On the eve of the final Democratic presidential debate of 2019, not a single cable news network was focused on the face-off. Instead, they were all airing the exact same shot: the floor of the House of Representatives, as the Democratic-controlled chamber voted to impeach President Donald Trump.
Six weeks from the Iowa caucuses, Democrats running for president no longer have to answer speculative questions about impeachment. The House has voted, and in roughly a month, the five senators running for president will be pulled off the campaign trail for the Senate trial.
Though the march toward impeachment has sucked up wall-to-wall coverage for months, the presidential candidates don’t voluntarily bring it up.
“We cannot simply be consumed by Donald Trump,” Sen. Bernie Sanders (I-Vt.) said during the November debate when asked about impeachment. “Because if we are, you know what? We are going to lose the election.”
Other leading candidates have said roughly the same thing.
“We are absolutely going to confront this president for his wrongdoing, but we are also each running to be the president to lead this country when the Trump presidency comes to an end one way or another,” South Bend, Indiana, Mayor Pete Buttigieg said in November.
There are multiple reasons the candidates are avoiding the issue: For one, there’s not a lot of variation among Democrats on the matter of impeachment, said Andy Smith, who runs polling at the University of New Hampshire. And at this point in the race, the candidates are trying to draw contrasts with each other. Second, Democrats by and large list health care and climate change as their top priorities when deciding whom to vote for in the primary; Trump-related issues come in third or fourth, Smith said.

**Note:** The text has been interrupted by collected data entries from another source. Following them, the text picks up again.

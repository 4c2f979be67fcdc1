// ugBC - A retargetable BASIC compiler creating binaries for 8-bit home computers
// Copyright (C) 2026  Marcel Joachim Kloubert <marcel@kloubert.dev>
//
// This program is free software: you can redistribute it and/or modify
// it under the terms of the GNU Affero General Public License as published by
// the Free Software Foundation, either version 3 of the License, or
// (at your option) any later version.
//
// This program is distributed in the hope that it will be useful,
// but WITHOUT ANY WARRANTY; without even the implied warranty of
// MERCHANTABILITY or FITNESS FOR A PARTICULAR PURPOSE.  See the
// GNU Affero General Public License for more details.
//
// You should have received a copy of the GNU Affero General Public License
// along with this program.  If not, see <https://www.gnu.org/licenses/>.

//! Wildcard patterns of `GLOBAL` and `SHARED` declarations.
//!
//! `*` matches any run of characters and `?` exactly one. Matching is
//! case-insensitive.

/// Match `name` against a wildcard `pattern`.
pub fn matches(pattern: &str, name: &str) -> bool {
    let p: Vec<char> = pattern.chars().map(|c| c.to_ascii_uppercase()).collect();
    let n: Vec<char> = name.chars().map(|c| c.to_ascii_uppercase()).collect();

    let (mut pi, mut ni) = (0, 0);
    let mut star: Option<(usize, usize)> = None;
    while ni < n.len() {
        if pi < p.len() && (p[pi] == '?' || p[pi] == n[ni]) {
            pi += 1;
            ni += 1;
        } else if pi < p.len() && p[pi] == '*' {
            star = Some((pi, ni));
            pi += 1;
        } else if let Some((sp, sn)) = star {
            pi = sp + 1;
            ni = sn + 1;
            star = Some((sp, sn + 1));
        } else {
            return false;
        }
    }
    while pi < p.len() && p[pi] == '*' {
        pi += 1;
    }
    pi == p.len()
}

/// A list of visibility patterns.
#[derive(Debug, Clone, Default)]
pub struct Patterns {
    patterns: Vec<String>,
}

impl Patterns {
    pub fn add(&mut self, pattern: impl Into<String>) {
        self.patterns.push(pattern.into());
    }

    pub fn matches(&self, name: &str) -> bool {
        self.patterns.iter().any(|p| matches(p, name))
    }

    pub fn is_empty(&self) -> bool {
        self.patterns.is_empty()
    }
}

#[cfg(test)]
mod tests {
    use super::*;

    #[test]
    fn test_wildcards() {
        assert!(matches("score*", "SCORE"));
        assert!(matches("score*", "scoreHigh"));
        assert!(matches("?X", "PX"));
        assert!(!matches("?X", "PPX"));
        assert!(matches("*", "anything$"));
        assert!(matches("a*b*c", "aXXbYYc"));
        assert!(!matches("a*b*c", "aXXbYY"));
        assert!(matches("NAME", "name"));
    }

    #[test]
    fn test_pattern_list() {
        let mut patterns = Patterns::default();
        assert!(!patterns.matches("X"));
        patterns.add("PLAYER*");
        assert!(patterns.matches("PLAYERX"));
        assert!(!patterns.matches("ENEMYX"));
    }
}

“It’s something that everyone agrees on — it’s not something that differentiates the candidates,” Smith said. “In the primary, [impeachment] is a forgone conclusion.”
Yet impeachment will no doubt be a topic at Thursday’s debate, just as it was at the last one.
Seven candidates will be on stage Thursday evening at Loyola Marymount University in Los Angeles: Sanders, Buttigieg, former Vice President Joe Biden, Sen. Elizabeth Warren (D-Mass.), Sen. Amy Klobuchar (D-Minn.), businessman Andrew Yang and billionaire Tom Steyer.
The fundamentals in the Democratic presidential primary have yet to change in national polls: Biden is still in the lead, followed most closely by Sanders and Warren. In early states, like Iowa and New Hampshire, Buttigieg, who has spent the last several weeks running attack ads against Warren and Sanders, is also a frontrunner.
And in recent weeks the fights in the Democratic Party haven’t been over Trump, but over health care, education and transparency. The candidate who tried to brand her campaign contra Trump — Sen. Kamala Harris (D-Calif.) ― dropped out in early December after failing to raise enough money to keep the campaign going.
Instead, sitting at the center of the Democratic party infighting is Buttigieg, whose elbows are out. His campaign ― and his supporters ― are expecting the mayor to bear significant incoming fire from the other candidates on Thursday night, a Buttigieg aide told HuffPost.
“It’s beginning to get nasty, but, look, it’s not as heated as its going to get,” said Lev Sviridov, a Hunter College professor and one of Buttigieg’s campaign bundlers. “There seems to be a clear schism between the far left and the moderates. I think he’s very much a moderate.”
In the November debate, Klobuchar, who, like Buttigieg, is billing herself as a get-things-done pragmatist, tried her hand at questioning Buttigieg’s experience and privilege as a young man running for president.
“Of the women on the stage, I think we would be standing on that stage if we had the experience he had? No, I don’t,” Klobuchar said of Buttigieg, emphasizing that “experience should matter.”
But Buttigieg has spent most of his resources hitting to his left. He doesn’t support universal tuition-free college and has backed a robust public option plan health care plan rather than Medicare For All, and has been running ads calling out Sanders and Warren by name for going too far left on health care.
For weeks, the mayor has tangled with Warren, calling on her to release her tax returns from her time as a legal consultant, which she did. Warren pushed Buttigieg to open his high-dollar fundraisers to the press, release the name of his biggest campaign fundraising bundlers, and reveal his clients at McKinsey, a private consulting firm he worked at for three years. He caved to the pressure. A recent report in Politico found the list of his campaign bundlers was not exhaustive, however, and left out at least 20 names, which the campaign said was a counting error.
Warren’s surrogates are already declaring victory.
“When you attack Elizabeth Warren she will be strong and attack you back,” said Adam Green, who founded Progressive Change Campaign Committee, which endorsed Warren early and works closely with her campaign. “The fact that there have been so many headlines in the last few weeks coming from his big money fundraisers is only stemming from the fact that he fought Elizabeth Warren and lost.”
So far the Democratic presidential debates have had little long term impact, Smith, the pollster, said. That could change if candidates decide to go after each other Thursday.
Notably, the candidate who has used the debate stage to ask Americans to choose “love” — Sen. Cory Booker (D-N.J.) — didn’t meet the requirements to participate in the December debate and won’t be there to stop the bickering.